I write to refer to an article which appeared in The Sunrise of November 10th 2016 titled
“Water scarcity and lack of Political will hamper irrigation in Uganda.”
My take on this matter is that we have plenty of water resources all over Uganda–mainly lakes (Victoria, Albert, George, Edward, Kijjanebarora (Rakai), Kwania (Lango), in addition to crater lakes in Queen Elizabeth National Park and much of the volcanic areas of western Uganda, e.t.c).
There are also permanent wetlands, rivers, underground (aquifers) among others. That is an important starting point. Secondly, Uganda has trained manpower in water utilization, regulation and management issues, such as hydrologists–who can guide, advise and implement projects on water irrigation, on how the different water resources as I’ve listed above, can be utilized for irrigation.
This should be on smallholder, medium and large-scale. And I’m not talking about the Irrigation Schemes format as established by the Government of Uganda in the 1960s, such as Mubuku (Kasese), Olweny (Lira), Agoro (Lamwo), Doho (Butaleja) and Kibimba (Bugiri).
I’m talking about extending water for irrigation to where agricultural production and farming takes place. Such as up to sub-counties. I’ve argued in various forums that Government via the Ministries of Agriculture and Water/Environment, need to pilot drawing water from lakes, rivers, aquifers and permanent wetlands pumped and piped through or across a productive sub-county near that water-source.
This piped water can be collected in a reservoir or some tank of a kind, from where water finally can be channeled to farms. If its a hilly or mountainous place, then gravity schemes be established whereby water collected in a reservoir can move by gravity without pumping.
I know issues of cost will come in with the intention of abandoning such ideas on claims that ‘they are very expensive”. Yet loss of lives due to starvation as a result of deaths from famine caused by prolonged droughts, is the most costly development no nation would allow to happen.
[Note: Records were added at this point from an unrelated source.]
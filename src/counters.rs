//! Allocation counters. These exist for observability and tests; the
//! allocator itself never reads them to make decisions. All fields are
//! monotone except `bytes_used`/`bytes_unused`, which move in opposite
//! directions as blocks are handed out and taken back.

/// Snapshot of the allocator's counters, obtained with
/// [`crate::TagAlloc::counters`].
#[derive(Debug, Default, Clone, Copy)]
pub struct Counters {
    /// Regions mapped.
    pub region_allocs: u64,
    /// Regions returned to the OS.
    pub region_frees: u64,
    /// Successful small allocations.
    pub total_allocs: u64,
    /// Small releases.
    pub total_frees: u64,
    /// Large mappings created.
    pub large_block_allocs: u64,
    /// Large mappings unmapped.
    pub large_block_frees: u64,
    /// Free blocks inspected by first-fit searches.
    pub blocks_checked: u64,
    /// Number of region free lists entered by first-fit searches. Dividing
    /// `blocks_checked` by this yields the average search length.
    pub check_amount: u64,
    /// Bytes currently handed out to callers, counted in whole block sizes.
    pub bytes_used: u64,
    /// Free bytes currently available inside mapped regions.
    pub bytes_unused: u64,
    /// Highest `bytes_used / bytes_unused` ratio observed so far.
    pub peak_utilization: f64,
}

impl Counters {
    /// All-zero counters, for const contexts.
    pub(crate) const ZERO: Self = Self {
        region_allocs: 0,
        region_frees: 0,
        total_allocs: 0,
        total_frees: 0,
        large_block_allocs: 0,
        large_block_frees: 0,
        blocks_checked: 0,
        check_amount: 0,
        bytes_used: 0,
        bytes_unused: 0,
        peak_utilization: 0.0,
    };

    /// Re-samples the utilization ratio. Called after every change to
    /// `bytes_used`/`bytes_unused`; the first region has not been mapped yet
    /// when the first sample is taken, hence the zero guard.
    pub(crate) fn note_utilization(&mut self) {
        if self.bytes_unused == 0 {
            return;
        }
        let ratio = self.bytes_used as f64 / self.bytes_unused as f64;
        if ratio > self.peak_utilization {
            self.peak_utilization = ratio;
        }
    }
}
Secondly, farming communities must be enabled to reduce reliance on nature as much as possible. So that the-waiting-for-rain-phenomenon is done away with as farmers will irrigate their lands throughout the year.
Therefore, they’ll grow crops throughout the year–and only do crop rotation from cereals to legumes and legumes to cereals–or do land fallowing (resting it from cultivation) and so forth and so on.
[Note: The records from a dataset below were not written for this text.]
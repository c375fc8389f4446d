//! Allocator configuration. Every knob maps to one environment variable that
//! is read exactly once, the first time the allocator is used. After that the
//! configuration is immutable for the lifetime of the process.

use crate::{
    block::{ALIGNMENT, MIN_BLOCK_SIZE},
    platform, region,
};

/// Environment variable overriding [`Config::region_size`].
pub const REGION_SIZE_VAR: &str = "TAGALLOC_REGION_SIZE";

/// Environment variable overriding [`Config::max_block_size`].
pub const MAX_BLOCK_SIZE_VAR: &str = "TAGALLOC_MAX_BLOCK_SIZE";

/// Environment variable overriding [`Config::reserve_capacity`].
pub const RESERVE_VAR: &str = "TAGALLOC_RESERVE";

/// Environment variable overriding [`Config::min_split_size`].
pub const MIN_SPLIT_VAR: &str = "TAGALLOC_MIN_SPLIT";

/// Environment variable overriding [`Config::scribble_char`]. Parsed as a
/// hexadecimal byte, e.g. `aa`.
pub const SCRIBBLE_VAR: &str = "TAGALLOC_SCRIBBLE";

/// Tuning knobs for the allocator. The defaults match [`Config::default`];
/// [`Config::from_env`] starts from the defaults and applies one
/// environment variable per field:
///
/// | Variable                  | Field              |
/// |---------------------------|--------------------|
/// | `TAGALLOC_REGION_SIZE`    | `region_size`      |
/// | `TAGALLOC_MAX_BLOCK_SIZE` | `max_block_size`   |
/// | `TAGALLOC_RESERVE`        | `reserve_capacity` |
/// | `TAGALLOC_MIN_SPLIT`      | `min_split_size`   |
/// | `TAGALLOC_SCRIBBLE`       | `scribble_char`    |
#[derive(Debug, Clone, Copy, PartialEq)]
pub struct Config {
    /// Size in bytes of each small-object region. Must be a power of two
    /// multiple of the page size: regions are mapped at multiples of their
    /// own size so blocks can find them by masking addresses.
    pub region_size: usize,

    /// Requests larger than this take the large-block path and get their own
    /// mapping instead of a region block.
    pub max_block_size: usize,

    /// Extra bytes (multiple of 16) added to each request before the split
    /// decision, so freshly split blocks keep headroom for small growth.
    pub reserve_capacity: usize,

    /// Minimum remainder, in bytes, that justifies splitting a free block.
    /// Anything smaller stays with the allocated block.
    pub min_split_size: usize,

    /// If non-zero, the payload of every fresh allocation is filled with
    /// this byte. Debugging aid for catching reads of uninitialized memory.
    pub scribble_char: u8,
}

impl Default for Config {
    fn default() -> Self {
        Self::DEFAULT
    }
}

impl Config {
    pub const DEFAULT: Self = Self {
        region_size: 4096,
        max_block_size: 2048,
        reserve_capacity: 0,
        min_split_size: MIN_BLOCK_SIZE,
        scribble_char: 0,
    };

    /// Builds the configuration from the environment, falling back to the
    /// defaults for unset or unparsable variables.
    pub fn from_env() -> Self {
        let defaults = Self::DEFAULT;

        let config = Self {
            region_size: read_usize(REGION_SIZE_VAR).unwrap_or(defaults.region_size),
            max_block_size: read_usize(MAX_BLOCK_SIZE_VAR).unwrap_or(defaults.max_block_size),
            reserve_capacity: read_usize(RESERVE_VAR).unwrap_or(defaults.reserve_capacity),
            min_split_size: read_usize(MIN_SPLIT_VAR).unwrap_or(defaults.min_split_size),
            scribble_char: read_hex_byte(SCRIBBLE_VAR).unwrap_or(defaults.scribble_char),
        };

        config.validate();
        config
    }

    /// Aborts on structurally invalid settings. A misconfigured allocator
    /// cannot uphold its invariants, so there is nothing sensible to return
    /// to the caller.
    pub(crate) fn validate(&self) {
        assert!(
            self.region_size.is_power_of_two()
                && self.region_size % platform::page_size() == 0,
            "region size must be a power of two multiple of the page size"
        );
        assert!(
            self.reserve_capacity % ALIGNMENT == 0,
            "reserve capacity must be a multiple of {ALIGNMENT}"
        );
        assert!(
            self.min_split_size >= MIN_BLOCK_SIZE,
            "min split size cannot go below the minimum block size"
        );
        assert!(
            self.max_block_size >= 1
                && self.max_block_size < self.region_size
                && crate::allocator::effective_size(self.max_block_size)
                    <= region::capacity(self.region_size),
            "max block size must fit inside a fresh region"
        );
    }
}

/// Looks up an environment variable without allocating. This matters: when
/// the allocator is installed as the global allocator, the first lookup runs
/// inside an allocation with the allocator lock held, so going through
/// `std::env` (which builds owned strings) would call back into ourselves.
/// Environment overrides are a Unix facility here; other platforms run on
/// the defaults.
#[cfg(all(unix, not(miri)))]
fn getenv(name: &str) -> Option<&'static str> {
    let mut key = [0u8; 64];
    if name.len() >= key.len() {
        return None;
    }
    key[..name.len()].copy_from_slice(name.as_bytes());

    unsafe {
        let value = libc::getenv(key.as_ptr().cast());
        if value.is_null() {
            return None;
        }
        std::ffi::CStr::from_ptr(value).to_str().ok()
    }
}

#[cfg(any(not(unix), miri))]
fn getenv(_name: &str) -> Option<&'static str> {
    None
}

fn read_usize(var: &str) -> Option<usize> {
    getenv(var)?.trim().parse().ok()
}

fn read_hex_byte(var: &str) -> Option<u8> {
    let digits = getenv(var)?.trim().trim_start_matches("0x");
    u8::from_str_radix(digits, 16).ok()
}

#[cfg(test)]
mod tests {
    use super::*;

    #[test]
    fn defaults_are_valid() {
        Config::default().validate();
    }

    #[test]
    fn env_defaults_apply_when_unset() {
        // None of the variables are set by the test harness, so this must
        // come back identical to the defaults.
        assert_eq!(Config::from_env(), Config::default());
    }

    #[test]
    #[should_panic(expected = "region size")]
    fn rejects_non_power_of_two_region() {
        Config {
            region_size: 4096 * 3,
            ..Config::default()
        }
        .validate();
    }

    #[test]
    #[should_panic(expected = "reserve capacity")]
    fn rejects_unaligned_reserve() {
        Config {
            reserve_capacity: 8,
            ..Config::default()
        }
        .validate();
    }

    #[test]
    #[should_panic(expected = "max block size")]
    fn rejects_oversized_max_block() {
        Config {
            max_block_size: 4096,
            ..Config::default()
        }
        .validate();
    }

    #[test]
    fn hex_byte_parsing() {
        assert_eq!(u8::from_str_radix("aa", 16), Ok(0xaa));
        // Unset variable falls back to the default.
        assert_eq!(read_hex_byte("TAGALLOC_TEST_UNSET_SCRIBBLE"), None);
    }
}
With water-for-production availability and not just rhetoric or not just in books, requires addition of other technologies for resilience against pests, diseases and other challenges such as frost and soil fertility deficiency.
Crop varieties genetically-improved to manage these challenges above–via genetic engineering, can lead to a boost in food, health, nutrition and income security. Irrigation plus resistant/tolerant crops, plus soil fertility, and good agronomic practices [among these timely weeding, pruning, and harvesting) on top of good post-harvest handling practices like timely drying, good storage and clean processing are all important elements in the agricultural value chain.
For small, medium and large-scale farmers, markets are another very important element, from which all farmers have to earn money for sustenance. Therefore, from the outgoing, an integrated approach to improved agriculture is paramount and must be promoted by Government, the private sector and ourselves–the media.